*** Begin section ***
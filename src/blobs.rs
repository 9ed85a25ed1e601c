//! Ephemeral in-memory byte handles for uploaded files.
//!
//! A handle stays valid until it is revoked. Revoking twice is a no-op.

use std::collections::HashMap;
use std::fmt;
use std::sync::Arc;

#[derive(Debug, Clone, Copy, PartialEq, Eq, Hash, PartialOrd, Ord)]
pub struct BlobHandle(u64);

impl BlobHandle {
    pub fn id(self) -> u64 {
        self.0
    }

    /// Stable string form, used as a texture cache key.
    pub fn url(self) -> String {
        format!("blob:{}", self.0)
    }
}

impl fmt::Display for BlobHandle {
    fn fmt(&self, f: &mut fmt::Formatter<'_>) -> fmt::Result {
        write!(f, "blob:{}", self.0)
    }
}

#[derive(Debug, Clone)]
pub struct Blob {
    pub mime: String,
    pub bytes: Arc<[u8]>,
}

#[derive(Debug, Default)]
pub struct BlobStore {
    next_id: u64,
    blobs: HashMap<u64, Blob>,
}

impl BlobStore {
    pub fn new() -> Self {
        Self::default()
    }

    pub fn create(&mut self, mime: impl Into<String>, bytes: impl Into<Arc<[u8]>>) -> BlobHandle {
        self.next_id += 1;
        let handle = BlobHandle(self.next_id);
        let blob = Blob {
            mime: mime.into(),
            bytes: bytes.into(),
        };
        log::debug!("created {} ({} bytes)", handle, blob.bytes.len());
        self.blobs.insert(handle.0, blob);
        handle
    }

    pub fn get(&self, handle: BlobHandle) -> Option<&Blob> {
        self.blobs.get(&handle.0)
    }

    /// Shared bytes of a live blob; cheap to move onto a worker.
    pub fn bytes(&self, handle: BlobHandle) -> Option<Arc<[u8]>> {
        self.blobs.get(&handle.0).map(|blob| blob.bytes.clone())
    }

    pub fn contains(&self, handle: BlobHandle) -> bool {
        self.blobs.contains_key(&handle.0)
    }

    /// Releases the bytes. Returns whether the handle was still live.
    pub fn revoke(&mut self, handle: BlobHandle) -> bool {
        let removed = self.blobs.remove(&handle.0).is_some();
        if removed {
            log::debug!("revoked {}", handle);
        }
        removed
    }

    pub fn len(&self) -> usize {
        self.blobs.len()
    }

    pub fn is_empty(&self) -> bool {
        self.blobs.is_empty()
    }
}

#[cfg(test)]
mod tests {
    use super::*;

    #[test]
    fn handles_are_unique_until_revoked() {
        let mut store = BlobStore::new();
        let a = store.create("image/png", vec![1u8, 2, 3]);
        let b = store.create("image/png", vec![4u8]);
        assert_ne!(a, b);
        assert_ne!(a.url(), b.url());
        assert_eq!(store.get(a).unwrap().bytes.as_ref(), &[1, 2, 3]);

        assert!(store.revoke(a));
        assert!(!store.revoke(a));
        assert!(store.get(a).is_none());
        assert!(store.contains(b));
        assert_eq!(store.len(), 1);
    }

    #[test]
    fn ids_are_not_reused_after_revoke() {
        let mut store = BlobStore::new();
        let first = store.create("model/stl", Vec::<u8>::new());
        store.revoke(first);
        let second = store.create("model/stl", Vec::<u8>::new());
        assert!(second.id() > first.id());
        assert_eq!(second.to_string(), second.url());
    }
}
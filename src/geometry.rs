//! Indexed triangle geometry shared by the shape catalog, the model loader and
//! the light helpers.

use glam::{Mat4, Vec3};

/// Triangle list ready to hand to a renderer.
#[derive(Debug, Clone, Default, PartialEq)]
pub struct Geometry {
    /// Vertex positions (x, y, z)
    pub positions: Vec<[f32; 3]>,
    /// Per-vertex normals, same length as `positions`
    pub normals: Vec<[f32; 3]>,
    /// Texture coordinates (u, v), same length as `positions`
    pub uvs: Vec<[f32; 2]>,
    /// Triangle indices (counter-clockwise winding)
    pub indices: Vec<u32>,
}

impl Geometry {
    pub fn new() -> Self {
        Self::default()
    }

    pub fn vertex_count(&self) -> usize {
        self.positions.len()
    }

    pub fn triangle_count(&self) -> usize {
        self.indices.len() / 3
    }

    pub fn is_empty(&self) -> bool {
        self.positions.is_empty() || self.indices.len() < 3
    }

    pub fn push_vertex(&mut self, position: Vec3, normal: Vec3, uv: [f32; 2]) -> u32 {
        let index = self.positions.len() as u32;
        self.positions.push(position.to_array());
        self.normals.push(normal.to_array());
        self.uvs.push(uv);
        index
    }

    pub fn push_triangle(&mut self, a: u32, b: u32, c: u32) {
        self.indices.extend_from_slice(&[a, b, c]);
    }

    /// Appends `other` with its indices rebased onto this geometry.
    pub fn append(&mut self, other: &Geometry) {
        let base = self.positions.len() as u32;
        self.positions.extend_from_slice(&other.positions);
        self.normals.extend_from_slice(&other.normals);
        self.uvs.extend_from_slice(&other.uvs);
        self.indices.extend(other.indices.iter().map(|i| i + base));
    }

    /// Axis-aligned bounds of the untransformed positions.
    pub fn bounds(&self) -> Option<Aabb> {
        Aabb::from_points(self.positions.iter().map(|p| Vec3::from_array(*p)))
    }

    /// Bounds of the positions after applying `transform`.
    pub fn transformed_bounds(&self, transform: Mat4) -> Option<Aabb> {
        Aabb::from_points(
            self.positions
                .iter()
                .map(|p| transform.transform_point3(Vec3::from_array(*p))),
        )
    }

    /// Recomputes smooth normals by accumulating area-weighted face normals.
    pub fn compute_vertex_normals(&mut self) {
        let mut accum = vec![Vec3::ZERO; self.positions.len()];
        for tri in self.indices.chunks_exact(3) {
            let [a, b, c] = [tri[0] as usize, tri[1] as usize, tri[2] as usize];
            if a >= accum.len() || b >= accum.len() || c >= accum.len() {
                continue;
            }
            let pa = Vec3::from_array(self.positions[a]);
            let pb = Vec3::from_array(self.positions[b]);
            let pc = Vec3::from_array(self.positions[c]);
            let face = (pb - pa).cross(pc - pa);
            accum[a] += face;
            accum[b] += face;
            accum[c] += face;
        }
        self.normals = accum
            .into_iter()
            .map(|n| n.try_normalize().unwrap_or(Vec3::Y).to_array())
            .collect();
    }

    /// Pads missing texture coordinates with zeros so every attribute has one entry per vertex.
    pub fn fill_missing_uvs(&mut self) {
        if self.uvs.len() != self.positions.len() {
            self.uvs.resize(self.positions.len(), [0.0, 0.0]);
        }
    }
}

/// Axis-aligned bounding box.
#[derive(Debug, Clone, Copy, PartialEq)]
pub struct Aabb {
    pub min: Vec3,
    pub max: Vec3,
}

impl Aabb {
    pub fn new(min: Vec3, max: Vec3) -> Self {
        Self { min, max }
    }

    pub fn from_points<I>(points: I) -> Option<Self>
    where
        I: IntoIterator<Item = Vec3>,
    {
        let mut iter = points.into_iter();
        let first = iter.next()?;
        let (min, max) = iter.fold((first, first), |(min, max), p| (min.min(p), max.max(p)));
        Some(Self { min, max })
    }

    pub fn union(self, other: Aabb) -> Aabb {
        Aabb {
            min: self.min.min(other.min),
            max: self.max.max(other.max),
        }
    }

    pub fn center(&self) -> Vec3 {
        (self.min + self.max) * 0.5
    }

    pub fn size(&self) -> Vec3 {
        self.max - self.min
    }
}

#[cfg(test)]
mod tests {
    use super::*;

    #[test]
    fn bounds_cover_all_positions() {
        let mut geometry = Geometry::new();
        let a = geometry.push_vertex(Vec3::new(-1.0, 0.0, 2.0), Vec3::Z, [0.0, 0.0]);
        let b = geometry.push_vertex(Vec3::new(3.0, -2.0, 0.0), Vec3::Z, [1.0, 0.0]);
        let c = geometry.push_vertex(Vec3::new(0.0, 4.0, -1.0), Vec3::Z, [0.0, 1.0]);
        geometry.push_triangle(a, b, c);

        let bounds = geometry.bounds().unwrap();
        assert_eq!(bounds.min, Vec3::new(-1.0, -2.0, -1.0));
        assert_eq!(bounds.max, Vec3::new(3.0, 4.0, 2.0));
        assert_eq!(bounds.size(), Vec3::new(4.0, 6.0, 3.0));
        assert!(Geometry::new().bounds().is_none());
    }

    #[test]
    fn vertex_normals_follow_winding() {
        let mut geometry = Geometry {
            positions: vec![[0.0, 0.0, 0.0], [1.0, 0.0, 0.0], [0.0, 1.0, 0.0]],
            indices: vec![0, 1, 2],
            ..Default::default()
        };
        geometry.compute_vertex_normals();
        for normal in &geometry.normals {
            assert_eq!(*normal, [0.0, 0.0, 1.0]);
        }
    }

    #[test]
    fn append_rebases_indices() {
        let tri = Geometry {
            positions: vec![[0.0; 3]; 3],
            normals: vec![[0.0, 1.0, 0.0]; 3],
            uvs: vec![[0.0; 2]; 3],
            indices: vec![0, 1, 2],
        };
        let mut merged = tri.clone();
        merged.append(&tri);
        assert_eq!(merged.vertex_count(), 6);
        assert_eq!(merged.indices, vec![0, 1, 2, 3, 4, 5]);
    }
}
*** End section ***
TASK TO CARRY OUT
Report back each line of the entries that holds the string "mime".

REPLY TO THE EXERCISE
    pub mime: String,
    pub fn create(&mut self, mime: impl Into<String>, bytes: impl Into<Arc<[u8]>>) -> BlobHandle {
            mime: mime.into(),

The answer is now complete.